• **Saved entries**
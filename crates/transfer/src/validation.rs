use std::path::{Component, Path, PathBuf};

use crate::TransferError;

/// Reduces a client-supplied file identifier to its canonical form.
///
/// Only the plain name components are kept, joined with `/`, so `./a.txt`
/// and `a.txt`, or `sub//a.txt` and `sub/a.txt`, map to the same key.
/// Rejects:
/// - empty identifiers and identifiers with NUL bytes
/// - absolute paths and Windows prefixes (`C:`, `\\server`)
/// - any `..` component
/// - identifiers with no file name (`.`, `dir/`)
pub fn normalize_identifier(identifier: &str) -> Result<String, TransferError> {
    let reject = |reason: &str| TransferError::InvalidPath(format!("{reason}: {identifier:?}"));

    if identifier.is_empty() {
        return Err(reject("empty identifier"));
    }
    if identifier.contains('\0') {
        return Err(reject("NUL byte in identifier"));
    }
    if identifier.ends_with('/') || identifier.ends_with('\\') {
        return Err(reject("identifier names a directory"));
    }

    let mut parts = Vec::new();
    for component in Path::new(identifier).components() {
        match component {
            Component::Normal(part) => parts.push(part.to_string_lossy()),
            Component::CurDir => {}
            Component::ParentDir => return Err(reject("parent directory traversal")),
            Component::RootDir | Component::Prefix(_) => return Err(reject("absolute path")),
        }
    }
    if parts.is_empty() {
        return Err(reject("identifier names a directory"));
    }

    Ok(parts.join("/"))
}

/// Validates a file identifier and joins its canonical form onto `root`.
///
/// The identifier may contain sub-directories but must name a file that
/// stays inside `root`. See [`normalize_identifier`].
pub fn validate_upload_path(root: &Path, identifier: &str) -> Result<PathBuf, TransferError> {
    Ok(root.join(normalize_identifier(identifier)?))
}
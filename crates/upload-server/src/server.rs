//! Upload server lifecycle.
//!
//! Binds a TCP listener, serves the axum router until the cancellation
//! token fires, then drains in-flight requests.

use std::net::{IpAddr, Ipv4Addr, SocketAddr};
use std::sync::Arc;
use std::sync::atomic::{AtomicBool, Ordering};
use std::time::Duration;

use axum::Router;
use axum::extract::DefaultBodyLimit;
use axum::routing::{get, post};
use tokio::net::TcpListener;
use tokio::sync::Mutex;
use tokio_util::sync::CancellationToken;

use chunkyard_protocol::constants::{BODY_READ_TIMEOUT, FINALIZE_PATH, STATUS_PATH, UPLOAD_PATH};
use chunkyard_transfer::ChunkReceiver;

use crate::ServerError;
use crate::handler::{self, AppState};

/// Server configuration.
#[derive(Debug, Clone)]
pub struct ServerConfig {
    /// Address to bind.
    pub bind: IpAddr,
    /// TCP port to listen on (0 = OS-assigned).
    pub port: u16,
    /// Longest wait for the next piece of a request body.
    pub body_timeout: Duration,
}

impl Default for ServerConfig {
    fn default() -> Self {
        Self {
            bind: IpAddr::V4(Ipv4Addr::UNSPECIFIED),
            port: 0,
            body_timeout: BODY_READ_TIMEOUT,
        }
    }
}

/// The upload HTTP server.
pub struct UploadServer {
    config: ServerConfig,
    receiver: Arc<ChunkReceiver>,
    cancel: CancellationToken,
    local_addr: Mutex<Option<SocketAddr>>,
    running: AtomicBool,
}

impl UploadServer {
    /// Creates a new server around the given receiver.
    pub fn new(config: ServerConfig, receiver: ChunkReceiver) -> Arc<Self> {
        Arc::new(Self {
            config,
            receiver: Arc::new(receiver),
            cancel: CancellationToken::new(),
            local_addr: Mutex::new(None),
            running: AtomicBool::new(false),
        })
    }

    /// Returns the receiver shared by all request handlers.
    pub fn receiver(&self) -> &Arc<ChunkReceiver> {
        &self.receiver
    }

    /// Returns the listening port (0 if not yet bound).
    pub async fn port(&self) -> u16 {
        self.local_addr.lock().await.map(|a| a.port()).unwrap_or(0)
    }

    /// Gracefully shuts down the server.
    pub fn shutdown(&self) {
        self.cancel.cancel();
    }

    fn router(&self) -> Router {
        let state = AppState {
            receiver: Arc::clone(&self.receiver),
            body_timeout: self.config.body_timeout,
        };
        Router::new()
            .route(UPLOAD_PATH, post(handler::upload_chunk))
            .route(STATUS_PATH, get(handler::upload_status))
            .route(FINALIZE_PATH, post(handler::finalize_upload))
            // Chunk bodies are streamed to disk, never buffered whole.
            .layer(DefaultBodyLimit::disable())
            .with_state(state)
    }

    /// Runs the server until [`shutdown`](Self::shutdown) is called.
    pub async fn run(self: &Arc<Self>) -> Result<(), ServerError> {
        if self.running.swap(true, Ordering::AcqRel) {
            return Err(ServerError::AlreadyRunning);
        }

        let result = self.serve().await;
        self.running.store(false, Ordering::Release);
        result
    }

    async fn serve(&self) -> Result<(), ServerError> {
        let addr = SocketAddr::new(self.config.bind, self.config.port);
        let listener = TcpListener::bind(addr).await?;

        let local_addr = listener.local_addr()?;
        *self.local_addr.lock().await = Some(local_addr);
        tracing::info!(
            upload_root = %self.receiver.storage().root().display(),
            "upload server listening on {local_addr}"
        );

        let cancel = self.cancel.clone();
        axum::serve(listener, self.router())
            .with_graceful_shutdown(async move {
                cancel.cancelled().await;
                tracing::info!("server shutting down");
            })
            .await?;

        *self.local_addr.lock().await = None;
        Ok(())
    }
}

#[cfg(test)]
mod tests {
    use super::*;
    use tempfile::TempDir;

    async fn start() -> (TempDir, Arc<UploadServer>, tokio::task::JoinHandle<()>) {
        let dir = TempDir::new().unwrap();
        let config = ServerConfig {
            bind: IpAddr::V4(Ipv4Addr::LOCALHOST),
            ..Default::default()
        };
        let server = UploadServer::new(config, ChunkReceiver::new(dir.path()));
        let runner = Arc::clone(&server);
        let handle = tokio::spawn(async move {
            runner.run().await.unwrap();
        });
        while server.port().await == 0 {
            tokio::time::sleep(Duration::from_millis(5)).await;
        }
        (dir, server, handle)
    }

    #[tokio::test]
    async fn binds_ephemeral_port_and_shuts_down() {
        let (_dir, server, handle) = start().await;
        assert_ne!(server.port().await, 0);

        server.shutdown();
        tokio::time::timeout(Duration::from_secs(5), handle)
            .await
            .unwrap()
            .unwrap();
        assert_eq!(server.port().await, 0);
    }

    #[tokio::test]
    async fn second_run_is_rejected() {
        let (_dir, server, _handle) = start().await;
        let err = server.run().await.unwrap_err();
        assert!(matches!(err, ServerError::AlreadyRunning));
        server.shutdown();
    }

    #[test]
    fn default_config() {
        let config = ServerConfig::default();
        assert_eq!(config.port, 0);
        assert_eq!(config.body_timeout, BODY_READ_TIMEOUT);
        assert!(config.bind.is_unspecified());
    }
}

• **Work required**
The response must consist of the lines above, from the first one through the line containing "let mut parts = Vec::new();", reproduced exactly.

• **Written response**
filename crates/transfer/src/validation.rs
use std::path::{Component, Path, PathBuf};

use crate::TransferError;

/// Reduces a client-supplied file identifier to its canonical form.
///
/// Only the plain name components are kept, joined with `/`, so `./a.txt`
/// and `a.txt`, or `sub//a.txt` and `sub/a.txt`, map to the same key.
/// Rejects:
/// - empty identifiers and identifiers with NUL bytes
/// - absolute paths and Windows prefixes (`C:`, `\\server`)
/// - any `..` component
/// - identifiers with no file name (`.`, `dir/`)
pub fn normalize_identifier(identifier: &str) -> Result<String, TransferError> {
    let reject = |reason: &str| TransferError::InvalidPath(format!("{reason}: {identifier:?}"));

    if identifier.is_empty() {
        return Err(reject("empty identifier"));
    }
    if identifier.contains('\0') {
        return Err(reject("NUL byte in identifier"));
    }
    if identifier.ends_with('/') || identifier.ends_with('\\') {
        return Err(reject("identifier names a directory"));
    }

    let mut parts = Vec::new();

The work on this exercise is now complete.